Lately I notice all of the time how tall my children are getting.

It would be fair to say that my eldest son is almost what one might call "lanky". He is sprouting up and thinning out, and he's at last grown into his head. We used to call him Charlie Brown as a little boy (although he looks a lot more like Linus) because his head was so disproportionate to his body. These days, it fits perfectly... and I think he's turning into a pretty handsome kiddo. (I'm not biased at all... heeheehee.)

* * *

Tonight my daughter was having a hard time falling to sleep and crying a lot. I came in to sit with her and calm her down, and hung out for a little while in the darkness of her room. Illuminated only by the glow of red starlight projected from her Target-brand lady bug nightlight toy, the bedroom seemed so peaceful and warm.

I inhaled her freshly bathed shampoo scent and held her tiny hand as she drifted off to dreamland. All I could think during those minutes was, "I can't remember life before having children. I cannot even imagine not having this little girl by my side."

I then briefly wondered whether my children had already been with me, spiritually or non-physically, throughout all of my 28 single, childless years. Hovering near me, waiting to join me in this plane of existence. It's nice to think that they were there.

* * *

Suddenly and unexpectedly, we've outgrown strollers as a family. I cannot even express how cool this is usually... except in the moments where the two year old decides she doesn't feel like walking a step further (and then lays down right in the middle of the sidewalk and refuses to budge).

We're also getting amazingly close to becoming a diaper-free family! As evidenced by today's 'poop-in-the-tub' incident and many other diaper free adventures, my daughter is very motivated to stop wearing diapers and I believe she will potty train herself long before she turns three.

No strollers? No diapers! Wow. I don't even recognize us.

Who is this family of five walking hand in hand? (I love it.)

I know it makes me sound like a cold and heartless witch, but I honestly never loved the baby stage of parenting. I was one step away from a heart attack every day during the first year or two of each of my children's lives.

This is pretty much the first time in about seven years that I haven't been constantly stressed out or terrified that we were going to lose one of our precious little people.

Maybe our son's accident last summer and the long, drawn-out aftermath of infection and drug reaction helped me to shake free of the bonds of fear.
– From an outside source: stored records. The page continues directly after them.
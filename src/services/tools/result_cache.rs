//! Tool Result Cache
//!
//! Caches outcomes of read-class operations keyed by (name, args) so repeated
//! queries don't hit the document backend. Write-class operations invalidate
//! the entries they may have made stale:
//!
//! - fine-grained: a write listed in the invalidation map removes entries whose
//!   operation name matches one of its read patterns
//! - coarse-grained: any other write removes every entry in its namespace
//!   (the `<app>_` prefix)
//!
//! Uses `Mutex<HashMap>` plus an insertion-order queue instead of `mini-moka`:
//! entries need per-entry TTLs, strict oldest-first eviction, and predicate
//! removal. A poisoned lock degrades to a miss rather than an error.

use std::collections::{HashMap, VecDeque};
use std::sync::Mutex;
use std::time::{Duration, Instant};

use regex::Regex;
use serde::{Deserialize, Serialize};
use tracing::debug;

use office_copilot_core::{OperationArgs, OperationOutcome};

use crate::models::settings::CacheConfig;
use crate::utils::error::AppResult;

/// Cache counters.
#[derive(Debug, Clone, Copy, Default, PartialEq, Eq, Serialize, Deserialize)]
pub struct CacheStats {
    pub hits: u64,
    pub misses: u64,
    /// Entries removed by `invalidate`
    pub invalidations: u64,
    pub size: usize,
}

/// A cached read result.
#[derive(Debug, Clone)]
struct CacheEntry {
    operation_name: String,
    result: OperationOutcome,
    inserted_at: Instant,
    ttl: Duration,
}

impl CacheEntry {
    fn is_expired(&self, now: Instant) -> bool {
        now.duration_since(self.inserted_at) >= self.ttl
    }
}

#[derive(Debug, Default)]
struct CacheState {
    entries: HashMap<String, CacheEntry>,
    /// Keys in insertion order, oldest first
    order: VecDeque<String>,
    hits: u64,
    misses: u64,
    invalidations: u64,
}

impl CacheState {
    fn remove(&mut self, key: &str) -> Option<CacheEntry> {
        let entry = self.entries.remove(key)?;
        self.order.retain(|k| k != key);
        Some(entry)
    }

    fn remove_where(&mut self, predicate: impl Fn(&CacheEntry) -> bool) -> usize {
        let before = self.entries.len();
        self.entries.retain(|_, entry| !predicate(entry));
        let entries = &self.entries;
        self.order.retain(|k| entries.contains_key(k));
        before - self.entries.len()
    }
}

/// Bounded, TTL-based cache of read-operation results.
pub struct ToolResultCache {
    config: CacheConfig,
    read_patterns: Vec<Regex>,
    write_patterns: Vec<Regex>,
    invalidation_map: HashMap<String, Vec<Regex>>,
    state: Mutex<CacheState>,
}

impl ToolResultCache {
    /// Build a cache, compiling every configured pattern.
    pub fn new(config: CacheConfig) -> AppResult<Self> {
        let read_patterns = compile_all(&config.read_patterns)?;
        let write_patterns = compile_all(&config.write_patterns)?;
        let invalidation_map = config
            .invalidation_map
            .iter()
            .map(|(write, reads)| -> AppResult<(String, Vec<Regex>)> {
                Ok((write.clone(), compile_all(reads)?))
            })
            .collect::<AppResult<HashMap<_, _>>>()?;

        Ok(Self {
            config,
            read_patterns,
            write_patterns,
            invalidation_map,
            state: Mutex::new(CacheState::default()),
        })
    }

    /// Whether results of `name` may be cached.
    pub fn is_cacheable(&self, name: &str) -> bool {
        self.read_patterns.iter().any(|p| p.is_match(name))
    }

    /// Whether `name` may change cached answers.
    pub fn is_invalidating(&self, name: &str) -> bool {
        self.write_patterns.iter().any(|p| p.is_match(name))
    }

    /// TTL for `name`: exact override, then name heuristics, then default.
    pub fn ttl_for(&self, name: &str) -> Duration {
        let ms = if let Some(ms) = self.config.ttl_overrides.get(name) {
            *ms
        } else if contains_any(name, &self.config.short_ttl_keywords) {
            self.config.short_ttl_ms
        } else if contains_any(name, &self.config.long_ttl_keywords) {
            self.config.long_ttl_ms
        } else {
            self.config.default_ttl_ms
        };
        Duration::from_millis(ms)
    }

    /// Look up a cached result. Expired entries are dropped and reported as misses.
    pub fn get(&self, name: &str, args: &OperationArgs) -> Option<OperationOutcome> {
        if !self.is_cacheable(name) {
            return None;
        }
        let key = cache_key(name, args);
        let Ok(mut state) = self.state.lock() else {
            return None;
        };

        let expired = match state.entries.get(&key) {
            Some(entry) if !entry.is_expired(Instant::now()) => {
                let result = entry.result.clone();
                state.hits += 1;
                debug!(operation = name, "Tool cache hit");
                return Some(result);
            }
            Some(_) => true,
            None => false,
        };
        if expired {
            state.remove(&key);
        }
        state.misses += 1;
        debug!(operation = name, expired, "Tool cache miss");
        None
    }

    /// Store a result for a cacheable operation. Evicts the oldest entry when full.
    pub fn put(&self, name: &str, args: &OperationArgs, result: &OperationOutcome) {
        if !self.is_cacheable(name) || self.config.max_entries == 0 {
            return;
        }
        let key = cache_key(name, args);
        let entry = CacheEntry {
            operation_name: name.to_string(),
            result: OperationOutcome {
                undo: None,
                ..result.clone()
            },
            inserted_at: Instant::now(),
            ttl: self.ttl_for(name),
        };
        let Ok(mut state) = self.state.lock() else {
            return;
        };

        state.remove(&key);
        while state.entries.len() >= self.config.max_entries {
            let Some(oldest) = state.order.pop_front() else {
                break;
            };
            state.entries.remove(&oldest);
            debug!(key = %oldest, "Tool cache evicted oldest entry");
        }
        state.order.push_back(key.clone());
        state.entries.insert(key, entry);
    }

    /// Remove entries a write-class operation may have made stale.
    ///
    /// Returns the number of entries removed. Non-write operations are ignored.
    pub fn invalidate(&self, name: &str) -> usize {
        if !self.is_invalidating(name) {
            return 0;
        }
        let Ok(mut state) = self.state.lock() else {
            return 0;
        };

        let removed = match self.invalidation_map.get(name) {
            Some(patterns) => state.remove_where(|entry| {
                patterns.iter().any(|p| p.is_match(&entry.operation_name))
            }),
            None => {
                let prefix = namespace_prefix(name);
                state.remove_where(|entry| entry.operation_name.starts_with(prefix))
            }
        };
        state.invalidations += removed as u64;
        debug!(operation = name, removed, "Tool cache invalidated");
        removed
    }

    /// Drop every entry.
    pub fn clear(&self) {
        if let Ok(mut state) = self.state.lock() {
            state.entries.clear();
            state.order.clear();
        }
    }

    pub fn stats(&self) -> CacheStats {
        match self.state.lock() {
            Ok(state) => CacheStats {
                hits: state.hits,
                misses: state.misses,
                invalidations: state.invalidations,
                size: state.entries.len(),
            },
            Err(_) => CacheStats::default(),
        }
    }
}

/// `<name>:<canonical JSON args>`
///
/// `serde_json::Map` keeps keys sorted, so equal maps serialize identically.
/// The full text is the key, so distinct arguments never share an entry.
fn cache_key(name: &str, args: &OperationArgs) -> String {
    let canonical = serde_json::to_string(args).unwrap_or_default();
    format!("{name}:{canonical}")
}

/// "word_replace_text" -> "word_"
fn namespace_prefix(name: &str) -> &str {
    match name.find('_') {
        Some(i) => &name[..=i],
        None => name,
    }
}

fn contains_any(name: &str, keywords: &[String]) -> bool {
    let lower = name.to_lowercase();
    keywords.iter().any(|k| lower.contains(&k.to_lowercase()))
}

fn compile_all(patterns: &[String]) -> AppResult<Vec<Regex>> {
    patterns
        .iter()
        .map(|p| Regex::new(p).map_err(Into::into))
        .collect()
}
In the end, I realized two things.

(A) My children are going to be ok. Good odds on this.
(B) I just have to make peace with the unpredictability of life. Can't live in a constant state of worry. It isn't good for any of us.

I guess we've all changed in the last few years, and happily our individual changes are summing up to a really functional whole. We're starting to become something greater than its parts... not a perfect family, but... a tight-knit family.

I 100% love being a mom these days. Wouldn't have it any other way.

These may be 'famous last words' but you never know. I've got a good feeling that somewhere when we weren't looking, we turned a corner as a family ~ and it's just going to get better from here.